• INFORMATION PROVIDED:
━━━
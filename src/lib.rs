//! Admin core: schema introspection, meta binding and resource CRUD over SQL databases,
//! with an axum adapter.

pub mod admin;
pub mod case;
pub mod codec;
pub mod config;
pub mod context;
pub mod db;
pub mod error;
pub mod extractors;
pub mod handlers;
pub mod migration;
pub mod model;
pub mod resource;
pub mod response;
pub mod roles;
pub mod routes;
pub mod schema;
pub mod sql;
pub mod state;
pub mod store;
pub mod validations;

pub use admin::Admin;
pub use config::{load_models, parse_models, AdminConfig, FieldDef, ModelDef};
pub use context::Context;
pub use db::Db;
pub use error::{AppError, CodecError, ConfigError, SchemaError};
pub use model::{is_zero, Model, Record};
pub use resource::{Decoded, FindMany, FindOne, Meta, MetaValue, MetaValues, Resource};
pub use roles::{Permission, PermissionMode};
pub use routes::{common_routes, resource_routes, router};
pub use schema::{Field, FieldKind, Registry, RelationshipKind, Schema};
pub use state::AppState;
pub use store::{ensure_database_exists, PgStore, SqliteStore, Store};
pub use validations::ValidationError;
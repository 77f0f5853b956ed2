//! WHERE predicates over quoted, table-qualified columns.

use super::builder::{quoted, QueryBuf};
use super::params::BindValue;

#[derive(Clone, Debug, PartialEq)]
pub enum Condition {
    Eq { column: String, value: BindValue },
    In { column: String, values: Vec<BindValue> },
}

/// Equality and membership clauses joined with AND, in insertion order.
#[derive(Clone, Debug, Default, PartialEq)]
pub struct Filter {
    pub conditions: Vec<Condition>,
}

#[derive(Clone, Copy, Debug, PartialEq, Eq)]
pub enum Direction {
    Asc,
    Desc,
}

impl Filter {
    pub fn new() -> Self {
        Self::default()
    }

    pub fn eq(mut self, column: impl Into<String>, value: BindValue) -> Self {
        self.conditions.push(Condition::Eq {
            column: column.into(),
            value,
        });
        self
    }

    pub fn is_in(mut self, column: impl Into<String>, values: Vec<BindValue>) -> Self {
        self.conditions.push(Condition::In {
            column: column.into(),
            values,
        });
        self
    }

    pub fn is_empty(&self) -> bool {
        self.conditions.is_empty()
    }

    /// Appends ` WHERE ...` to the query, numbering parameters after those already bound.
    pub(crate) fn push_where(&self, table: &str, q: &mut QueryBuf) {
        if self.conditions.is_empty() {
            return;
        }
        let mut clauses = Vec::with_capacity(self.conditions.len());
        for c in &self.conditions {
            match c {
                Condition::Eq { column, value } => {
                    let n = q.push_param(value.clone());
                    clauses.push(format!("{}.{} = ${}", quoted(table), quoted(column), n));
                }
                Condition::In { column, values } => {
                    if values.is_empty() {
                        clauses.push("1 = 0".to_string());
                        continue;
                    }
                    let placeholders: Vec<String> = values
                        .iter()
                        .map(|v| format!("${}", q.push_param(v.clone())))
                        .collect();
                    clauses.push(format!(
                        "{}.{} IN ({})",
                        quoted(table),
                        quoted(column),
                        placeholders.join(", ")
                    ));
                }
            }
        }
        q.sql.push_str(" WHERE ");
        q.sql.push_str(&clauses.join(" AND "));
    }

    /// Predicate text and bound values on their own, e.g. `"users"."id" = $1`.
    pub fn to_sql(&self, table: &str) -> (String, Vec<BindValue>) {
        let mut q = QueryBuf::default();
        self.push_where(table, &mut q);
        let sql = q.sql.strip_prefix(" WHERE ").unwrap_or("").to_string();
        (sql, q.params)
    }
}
━━━
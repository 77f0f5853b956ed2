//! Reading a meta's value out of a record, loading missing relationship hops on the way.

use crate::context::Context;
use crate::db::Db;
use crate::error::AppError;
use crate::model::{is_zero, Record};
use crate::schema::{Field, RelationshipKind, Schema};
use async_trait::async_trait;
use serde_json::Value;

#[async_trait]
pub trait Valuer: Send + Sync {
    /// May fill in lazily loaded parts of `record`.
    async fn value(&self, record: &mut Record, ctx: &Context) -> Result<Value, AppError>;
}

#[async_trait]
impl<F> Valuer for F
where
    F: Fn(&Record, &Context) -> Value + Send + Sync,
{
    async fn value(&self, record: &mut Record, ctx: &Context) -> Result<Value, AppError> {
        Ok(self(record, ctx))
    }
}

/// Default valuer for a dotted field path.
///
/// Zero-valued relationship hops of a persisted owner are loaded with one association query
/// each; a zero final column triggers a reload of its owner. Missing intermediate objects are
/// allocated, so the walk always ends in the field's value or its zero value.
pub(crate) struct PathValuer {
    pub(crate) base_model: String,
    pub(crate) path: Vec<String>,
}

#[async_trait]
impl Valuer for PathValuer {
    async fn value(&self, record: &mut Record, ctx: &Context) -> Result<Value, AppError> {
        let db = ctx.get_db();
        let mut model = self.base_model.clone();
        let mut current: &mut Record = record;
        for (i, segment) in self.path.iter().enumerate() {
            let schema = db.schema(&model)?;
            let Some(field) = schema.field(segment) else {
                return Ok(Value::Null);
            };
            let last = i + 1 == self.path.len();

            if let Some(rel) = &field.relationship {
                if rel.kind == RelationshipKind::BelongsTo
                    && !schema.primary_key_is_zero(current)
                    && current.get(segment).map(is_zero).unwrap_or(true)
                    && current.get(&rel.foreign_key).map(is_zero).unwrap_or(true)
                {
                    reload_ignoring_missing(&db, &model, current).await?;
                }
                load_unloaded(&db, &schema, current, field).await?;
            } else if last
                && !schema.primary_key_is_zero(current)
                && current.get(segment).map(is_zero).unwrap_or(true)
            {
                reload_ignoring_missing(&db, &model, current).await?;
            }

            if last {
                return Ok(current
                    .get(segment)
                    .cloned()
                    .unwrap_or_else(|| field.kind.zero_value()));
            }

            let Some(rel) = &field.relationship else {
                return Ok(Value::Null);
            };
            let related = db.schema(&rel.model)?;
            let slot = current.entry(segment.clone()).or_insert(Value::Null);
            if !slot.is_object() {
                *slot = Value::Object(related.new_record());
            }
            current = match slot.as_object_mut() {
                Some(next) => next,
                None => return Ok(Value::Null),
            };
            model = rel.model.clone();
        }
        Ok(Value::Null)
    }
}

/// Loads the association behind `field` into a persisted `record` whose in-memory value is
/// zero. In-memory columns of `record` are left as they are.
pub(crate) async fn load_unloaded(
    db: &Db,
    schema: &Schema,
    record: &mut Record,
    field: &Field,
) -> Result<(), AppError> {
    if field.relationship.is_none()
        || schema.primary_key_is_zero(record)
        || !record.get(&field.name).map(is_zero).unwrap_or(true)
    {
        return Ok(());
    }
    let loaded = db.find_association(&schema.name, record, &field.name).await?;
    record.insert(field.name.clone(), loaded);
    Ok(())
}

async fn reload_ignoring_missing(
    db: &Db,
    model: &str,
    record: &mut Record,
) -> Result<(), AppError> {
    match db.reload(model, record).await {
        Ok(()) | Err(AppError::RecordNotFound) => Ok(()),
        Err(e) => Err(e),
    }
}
━━━
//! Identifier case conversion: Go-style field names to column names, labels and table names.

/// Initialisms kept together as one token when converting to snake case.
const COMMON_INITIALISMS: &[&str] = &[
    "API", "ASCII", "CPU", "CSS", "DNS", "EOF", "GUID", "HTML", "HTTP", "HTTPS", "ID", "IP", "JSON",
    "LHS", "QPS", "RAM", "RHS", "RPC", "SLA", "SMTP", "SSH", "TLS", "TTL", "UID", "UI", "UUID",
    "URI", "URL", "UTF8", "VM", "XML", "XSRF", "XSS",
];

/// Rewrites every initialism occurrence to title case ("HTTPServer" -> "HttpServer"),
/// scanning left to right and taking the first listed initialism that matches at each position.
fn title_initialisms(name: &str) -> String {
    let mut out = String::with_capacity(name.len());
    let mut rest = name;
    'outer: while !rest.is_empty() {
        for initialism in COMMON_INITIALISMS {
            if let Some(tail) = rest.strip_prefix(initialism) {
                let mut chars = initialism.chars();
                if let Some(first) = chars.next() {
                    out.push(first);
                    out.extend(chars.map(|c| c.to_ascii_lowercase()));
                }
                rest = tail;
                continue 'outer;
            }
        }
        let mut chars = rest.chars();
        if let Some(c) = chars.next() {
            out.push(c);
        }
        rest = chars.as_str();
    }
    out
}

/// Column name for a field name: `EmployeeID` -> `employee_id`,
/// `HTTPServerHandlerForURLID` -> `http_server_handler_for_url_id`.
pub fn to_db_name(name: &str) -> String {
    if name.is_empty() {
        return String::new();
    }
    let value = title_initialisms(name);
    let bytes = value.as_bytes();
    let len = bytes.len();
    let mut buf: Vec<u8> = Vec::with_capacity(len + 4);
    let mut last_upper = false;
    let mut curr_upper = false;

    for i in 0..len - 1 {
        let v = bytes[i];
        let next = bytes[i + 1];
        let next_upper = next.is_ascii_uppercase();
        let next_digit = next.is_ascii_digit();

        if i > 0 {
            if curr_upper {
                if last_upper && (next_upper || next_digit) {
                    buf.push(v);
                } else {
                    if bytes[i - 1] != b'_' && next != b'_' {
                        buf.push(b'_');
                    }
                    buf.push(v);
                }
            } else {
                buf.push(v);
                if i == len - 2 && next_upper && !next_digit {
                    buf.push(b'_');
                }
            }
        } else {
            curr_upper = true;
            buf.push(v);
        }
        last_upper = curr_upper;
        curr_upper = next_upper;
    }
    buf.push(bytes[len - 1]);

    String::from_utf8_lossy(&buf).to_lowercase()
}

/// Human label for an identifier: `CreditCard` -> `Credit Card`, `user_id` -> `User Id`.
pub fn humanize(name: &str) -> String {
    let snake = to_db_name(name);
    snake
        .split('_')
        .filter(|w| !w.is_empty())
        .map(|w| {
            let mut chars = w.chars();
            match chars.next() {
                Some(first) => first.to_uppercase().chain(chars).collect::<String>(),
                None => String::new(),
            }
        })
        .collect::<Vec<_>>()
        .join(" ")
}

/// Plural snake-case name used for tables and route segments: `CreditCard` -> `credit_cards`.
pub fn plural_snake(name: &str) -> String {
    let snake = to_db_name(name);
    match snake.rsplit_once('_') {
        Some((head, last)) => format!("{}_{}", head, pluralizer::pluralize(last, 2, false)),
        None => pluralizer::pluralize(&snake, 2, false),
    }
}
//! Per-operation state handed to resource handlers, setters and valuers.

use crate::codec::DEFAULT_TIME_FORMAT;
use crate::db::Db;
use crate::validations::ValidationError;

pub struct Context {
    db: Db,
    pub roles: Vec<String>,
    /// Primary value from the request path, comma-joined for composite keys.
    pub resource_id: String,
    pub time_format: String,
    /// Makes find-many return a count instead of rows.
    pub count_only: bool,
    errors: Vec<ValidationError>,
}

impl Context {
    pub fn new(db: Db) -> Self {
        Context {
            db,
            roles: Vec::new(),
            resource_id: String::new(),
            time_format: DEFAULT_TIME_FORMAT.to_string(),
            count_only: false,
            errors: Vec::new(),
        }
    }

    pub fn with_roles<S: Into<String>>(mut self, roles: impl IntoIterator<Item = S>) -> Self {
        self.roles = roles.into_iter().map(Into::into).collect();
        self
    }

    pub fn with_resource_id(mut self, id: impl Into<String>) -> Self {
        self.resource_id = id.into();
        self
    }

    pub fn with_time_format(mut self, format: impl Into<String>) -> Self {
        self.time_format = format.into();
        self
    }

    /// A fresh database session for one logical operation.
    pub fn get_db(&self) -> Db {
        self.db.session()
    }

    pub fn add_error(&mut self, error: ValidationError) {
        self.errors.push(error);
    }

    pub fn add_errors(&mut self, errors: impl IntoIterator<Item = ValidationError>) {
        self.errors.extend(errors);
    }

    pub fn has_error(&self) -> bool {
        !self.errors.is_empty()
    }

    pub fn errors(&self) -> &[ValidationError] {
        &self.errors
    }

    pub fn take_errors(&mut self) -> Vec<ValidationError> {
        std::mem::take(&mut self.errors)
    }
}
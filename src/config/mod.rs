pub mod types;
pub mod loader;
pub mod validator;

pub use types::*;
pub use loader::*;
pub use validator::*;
━━━
• PROBLEM TO WORK ON: Within the entries above, count the lines that include "left". The answer is that number alone.

• WRITTEN REPLY: 2